Paris, 21 December 72.
I have not yet received a letter of audience from M. Charles Blanc; when I receive one, I shall go; but I make every wish that he delay still and leave you time to make salutary reflections. I should then tell him quite simply that your picture is finished. — Do not occupy yourself then with what people will say, nor with what a few little servile minds may think. If they will not see the truth, they will think of it all they wish. Do you believe you can undeceive those who put bad faith into their way of seeing? As for being moved over the fate of that poor M. Jules Simon, frankly I have something better to do.
It must be a real nightmare for you when you receive our letters; fortunately you will find in them the expression of our tenderness, and that must help you to bear all that they contain of the disagreeable. How painful it is for me not to be able to be in agreement with you, dear child!
M. de Tucé to Paul
Paris, 26 Dec. 1872.
… Your mother reported to me her conversation with M. Gleyre, and I found in his opinion a sense so upright and so practical that I thought it might have some action upon you. Before knowing you, I was rather of the opinion that your mother should go and see M. Ch. Blanc and tell him your scruples, but I recognize that he is right, and I do not see that one could do M. Ch. Blanc a worse service nor anything more disagreeable. It is a thing that he must wish not to know, and which does not concern him. In spite of that, your mother went to his house; she was not received and did not receive either an answer to her request for an audience; he is very busy at this time of year.
You must none the less finish the work that he has given you, for there is nothing changed for him in the conditions of the bargain, nor for you either… You therefore deceive no one.
You wish, you say, to keep your copy, while awaiting better days; you are quite sure of doing it one day or another. You have not the right. It is precisely those who sent you who could make you reproaches, for you would not be keeping the bargain made with them: you asked to make this copy, you accepted earnest money, they facilitated your means of execution, they had your work supervised by M. Hébert; you have not the right to break the contract without having done all for the best of their interests. The procedures of bookkeeping do not admit either of these complications.

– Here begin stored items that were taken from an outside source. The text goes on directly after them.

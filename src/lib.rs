//! graphql client with typed document synthesis
//!
//! this crate builds minified graphql documents from a typed description of
//! the data you want back, then posts them with a small client. describe a
//! response with [`FieldShape`] (or implement [`Shaped`] for your types),
//! bind variables with [`Variables`], and let [`build_query`] /
//! [`build_mutation`] write the document.
//!
//! ## building documents
//!
//! ```
//! use gql_shape::{build_query, FieldShape, ObjectShape, Variables};
//!
//! let shape = FieldShape::record(
//!     ObjectShape::new("Person")
//!         .field_of::<String>("Name")
//!         .field_of::<Option<i32>>("Age"),
//! );
//! let variables = Variables::new()
//!     .with("id", "abc".to_string())?
//!     .with("active", Some(true))?;
//!
//! assert_eq!(
//!     build_query(&shape, &variables),
//!     "query($active:Boolean$id:ID!){name,age}"
//! );
//! # Ok::<(), gql_shape::Error>(())
//! ```
//!
//! ## quick start
//!
//! ```no_run
//! use gql_shape::{Client, ClientConfig, Variables};
//!
//! # async fn example() -> Result<(), Box<dyn std::error::Error>> {
//! let client = Client::new(ClientConfig::new("http://localhost:8000/graphql"))?;
//! let response = client.execute_raw("{__typename}", &Variables::new()).await?;
//! println!("{:?}", response.data);
//! # Ok(())
//! # }
//! ```
//!
//! code that only needs to run documents can take any [`GraphQl`]
//! implementation, which keeps a test double one method away.

mod arguments;
mod client;
mod config;
mod document;
mod error;
mod graphql;
mod ident;
mod operation;
pub mod scalar;
mod shape;
mod transport;

pub use arguments::{ArgType, InputType, Variable, Variables};
pub use client::Client;
pub use config::ClientConfig;
pub use document::{build_document, build_mutation, build_query, selection_set};
pub use error::{Error, Result};
pub use graphql::{GraphQlError, GraphQlLocation, GraphQlResponse};
pub use ident::to_lower_camel_case;
pub use operation::{Operation, OperationKind};
pub use shape::{FieldShape, Member, ObjectRef, ObjectShape, Shaped};
pub use transport::GraphQl;
use async_trait::async_trait;
use gql_shape::{
    FieldShape, GraphQl, GraphQlResponse, ObjectShape, Operation, Result, Shaped, Variables,
};
use serde::Deserialize;
use std::sync::Mutex;

/// records every request and answers with a canned payload
struct Recorder {
    data: serde_json::Value,
    sent: Mutex<Vec<(String, serde_json::Value)>>,
}

impl Recorder {
    fn new(data: serde_json::Value) -> Self {
        Self {
            data,
            sent: Mutex::new(Vec::new()),
        }
    }

    fn documents(&self) -> Vec<String> {
        let sent = self.sent.lock().unwrap();
        sent.iter().map(|(document, _)| document.clone()).collect()
    }
}

#[async_trait]
impl GraphQl for Recorder {
    async fn execute_raw(
        &self,
        document: &str,
        variables: &Variables,
    ) -> Result<GraphQlResponse<serde_json::Value>> {
        self.sent
            .lock()
            .unwrap()
            .push((document.to_string(), variables.to_json()));
        Ok(GraphQlResponse {
            data: Some(self.data.clone()),
            errors: Vec::new(),
            extensions: serde_json::Map::new(),
        })
    }
}

#[derive(Debug, Deserialize)]
struct Viewer {
    login: String,
    #[serde(rename = "followerCount")]
    follower_count: u32,
}

impl Shaped for Viewer {
    fn shape() -> FieldShape {
        FieldShape::object("Viewer", || {
            ObjectShape::new("Viewer")
                .field_of::<String>("Login")
                .field_of::<u32>("FollowerCount")
        })
    }
}

#[derive(Debug, Deserialize)]
struct Deleted {
    ok: bool,
}

impl Shaped for Deleted {
    fn shape() -> FieldShape {
        FieldShape::object("Deleted", || ObjectShape::new("Deleted").field_of::<bool>("Ok"))
    }
}

async fn login(api: &impl GraphQl) -> Result<String> {
    let response = api.query::<Viewer>(Variables::new()).await?;
    Ok(response.into_data().map(|viewer| viewer.login).unwrap_or_default())
}

#[tokio::test]
async fn query_sends_synthesized_document() {
    let recorder = Recorder::new(serde_json::json!({"login": "octocat", "followerCount": 9}));
    let response = recorder.query::<Viewer>(Variables::new()).await.unwrap();

    let viewer = response.into_data().unwrap();
    assert_eq!(viewer.login, "octocat");
    assert_eq!(viewer.follower_count, 9);
    assert_eq!(recorder.documents(), vec!["{login,followerCount}"]);
}

#[tokio::test]
async fn mutate_sends_header_and_variables() {
    let recorder = Recorder::new(serde_json::json!({"ok": true}));
    let variables = Variables::new().with("id", "abc".to_string()).unwrap();
    let response = recorder.mutate::<Deleted>(variables).await.unwrap();

    assert!(response.into_data().unwrap().ok);
    let sent = recorder.sent.lock().unwrap();
    assert_eq!(sent[0].0, "mutation($id:ID!){ok}");
    assert_eq!(sent[0].1, serde_json::json!({"id": "abc"}));
}

#[tokio::test]
async fn run_and_execute_share_the_raw_path() {
    let recorder = Recorder::new(serde_json::json!({"ok": false}));
    let operation = Operation::mutation_for::<Deleted>(Variables::new());
    let ran: GraphQlResponse<Deleted> = recorder.run(&operation).await.unwrap();
    let executed: GraphQlResponse<Deleted> =
        recorder.execute("{ok}", &Variables::new()).await.unwrap();

    assert!(!ran.into_data().unwrap().ok);
    assert!(!executed.into_data().unwrap().ok);
    assert_eq!(recorder.documents(), vec!["mutation{ok}", "{ok}"]);
}

#[tokio::test]
async fn typed_decode_failure_is_reported() {
    let recorder = Recorder::new(serde_json::json!({"login": 1, "followerCount": 2}));
    let err = recorder.query::<Viewer>(Variables::new()).await.unwrap_err();
    assert!(matches!(err, gql_shape::Error::Json(_)));
}

#[tokio::test]
async fn generic_callers_accept_any_implementation() {
    let recorder = Recorder::new(serde_json::json!({"login": "hubot", "followerCount": 0}));
    assert_eq!(login(&recorder).await.unwrap(), "hubot");
}

#[tokio::test]
async fn raw_execution_works_through_a_trait_object() {
    let api: Box<dyn GraphQl> = Box::new(Recorder::new(serde_json::json!({"ok": true})));
    let response = api.execute_raw("{ok}", &Variables::new()).await.unwrap();
    assert_eq!(response.data.unwrap()["ok"], true);
}
use gql_shape::{Client, ClientConfig, FieldShape, ObjectShape, Operation, Shaped, Variables};
use serde::Deserialize;
use std::env;

#[derive(Debug, Deserialize)]
#[allow(dead_code)]
struct Data {
    viewer: Viewer,
}

impl Shaped for Data {
    fn shape() -> FieldShape {
        FieldShape::object("Query", || ObjectShape::new("Query").field_of::<Viewer>("Viewer"))
    }
}

#[derive(Debug, Deserialize)]
#[serde(rename_all = "camelCase")]
#[allow(dead_code)]
struct Viewer {
    login: String,
    created_at: String,
    repositories: Connection,
}

impl Shaped for Viewer {
    fn shape() -> FieldShape {
        FieldShape::object("User", || {
            ObjectShape::new("User")
                .field_of::<String>("Login")
                .field_of::<String>("CreatedAt")
                .member(
                    gql_shape::Member::new("Repositories", Connection::shape())
                        .rename("repositories(first:$first)"),
                )
        })
    }
}

#[derive(Debug, Deserialize)]
#[serde(rename_all = "camelCase")]
#[allow(dead_code)]
struct Connection {
    total_count: i64,
}

impl Shaped for Connection {
    fn shape() -> FieldShape {
        FieldShape::object("RepositoryConnection", || {
            ObjectShape::new("RepositoryConnection").field_of::<i64>("TotalCount")
        })
    }
}

#[tokio::main]
async fn main() -> Result<(), Box<dyn std::error::Error>> {
    tracing_subscriber::fmt()
        .with_env_filter(tracing_subscriber::EnvFilter::from_default_env())
        .init();

    let endpoint =
        env::var("GRAPHQL_URL").unwrap_or_else(|_| "https://api.github.com/graphql".to_string());
    let token = env::var("GRAPHQL_TOKEN").expect("GRAPHQL_TOKEN is required");

    let client = Client::new(ClientConfig::new(endpoint).with_bearer_token(token))?;

    let variables = Variables::new().with("first", 5)?;
    let operation = Operation::query_for::<Data>(variables);
    println!("document: {}", operation.document());

    let response = client.run::<Data>(&operation).await?;
    println!("response: {response:?}");
    Ok(())
}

I have seen almost all your letters; you do not appear decided to purge your default, then you speak of the competition in which you desire to take part; that goes together with difficulty. There is still information needed concerning the requests to be made to purge defaults, in case you should change your mind.
In that case, I advise you to finish your copy, to have M. Hébert see it, and if he recommends to you that it is in a condition to be delivered, to send it to Paris.
With the political ideas that direct your conduct, in your personal sense, I have nothing to do, but you must think it over carefully, if you wish to return to France. — Neither I nor your mother would touch on this subject.
Farewell, I clasp your hand.
DE TUCÉ.
5
Louise Milliet to Paul
Paris, 28 December 72.
We paid yesterday a visit to Mademoiselle Gleyre; her uncle was at her place, he dines there every evening, he takes a great interest in you. — Mama said to him: “Perhaps you will be blamed for having recommended this young man.” — “Let them say what they like; I shall reply that I knew perfectly well what he was, that I recommended him and that I would do it again. I appreciate the painter, I am not a professor of politics.”
There is at the Sorbonne a course of drawing where I go. The professor, M. Gobert, pleases me well enough; he is a serious man and one who knows his business. He has good models. We are not many drawing from the cast, and the other pupils make such horrors that my drawing appears very good; it is perhaps the contrary which produces that effect. I hope indeed to have a medal.
I also follow the course of zoology which interests me greatly at the Sorbonne; we learn our lessons well; I do illustrations: heart, lungs, circulation, organs. In my last exercise I did the portrait of the professor blowing into a rubber larynx; I do not know whether he will be vexed with me; it is very lifelike. I also did a breast under a glass cover, but that goes as a counterpart; my uncle takes a great interest in my drawing and my zoology; every Sunday he sees me come and I ask his advice on the things that embarrass me. In the evening, with Alix, we go to Madame Pape’s or to the children of the Communards; there are great miseries there, women who are left with six or seven children on their hands.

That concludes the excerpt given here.